-------- Information

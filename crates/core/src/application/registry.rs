// Tenant Registry - resolves a schedule firing to the tenants bound to it

use std::collections::HashSet;

use chrono::{DateTime, Utc};
use tracing::debug;

use crate::domain::error::{DomainError, Result};
use crate::domain::{ScheduleName, Tenant, TenantId, TenantSpec};

/// What the firing runtime hands the dispatcher for one scheduled trigger.
///
/// `tenant_tags` is the typed replacement for the original loosely-typed
/// "extra inputs" mechanism: an explicit list of tenants bound to this
/// firing. Absent, the binding is resolved from the schedule name alone.
#[derive(Debug, Clone)]
pub struct FiringContext {
    pub schedule: ScheduleName,
    pub fired_at: DateTime<Utc>,
    pub tenant_tags: Option<Vec<TenantId>>,
}

/// Result of resolving a firing: the tenants to dispatch, plus any bound
/// identities missing from the registry (a configuration error fatal for
/// that tenant's tick only).
#[derive(Debug, Clone)]
pub struct Resolution {
    pub tenants: Vec<Tenant>,
    pub unknown: Vec<TenantId>,
}

/// Config-loaded tenant registry. Immutable during the process's life;
/// changing it requires a restart.
#[derive(Debug)]
pub struct TenantRegistry {
    tenants: Vec<Tenant>,
}

impl TenantRegistry {
    /// Build and validate the registry from config entries
    pub fn from_specs(specs: &[TenantSpec]) -> Result<Self> {
        let mut seen = HashSet::new();
        let mut tenants = Vec::with_capacity(specs.len());

        for spec in specs {
            if !seen.insert(spec.id.clone()) {
                return Err(DomainError::DuplicateTenant(spec.id.clone()));
            }
            tenants.push(Tenant::from_spec(spec)?);
        }

        Ok(Self { tenants })
    }

    pub fn get(&self, id: &str) -> Option<&Tenant> {
        self.tenants.iter().find(|t| t.id == id)
    }

    pub fn tenants(&self) -> &[Tenant] {
        &self.tenants
    }

    pub fn is_empty(&self) -> bool {
        self.tenants.is_empty()
    }

    /// Resolve the tenants bound to a firing.
    ///
    /// With explicit tags, each tag is looked up by identity; a tag missing
    /// from the registry lands in `unknown`. Without tags, every tenant whose
    /// binding names this schedule is returned - a dedicated schedule yields
    /// the single implicit tenant, a shared one fans out.
    pub fn resolve(&self, ctx: &FiringContext) -> Resolution {
        let mut tenants = Vec::new();
        let mut unknown = Vec::new();

        match &ctx.tenant_tags {
            Some(tags) => {
                for tag in tags {
                    match self.get(tag) {
                        Some(tenant) => tenants.push(tenant.clone()),
                        None => unknown.push(tag.clone()),
                    }
                }
            }
            None => {
                tenants.extend(
                    self.tenants
                        .iter()
                        .filter(|t| t.schedule_name() == ctx.schedule)
                        .cloned(),
                );
            }
        }

        debug!(
            schedule = %ctx.schedule,
            resolved = tenants.len(),
            unknown = unknown.len(),
            "Resolved firing"
        );

        Resolution { tenants, unknown }
    }
}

----------------

Say how many lines in the entries contain the string "bound", and say nothing else.

• [Result of this task]:
4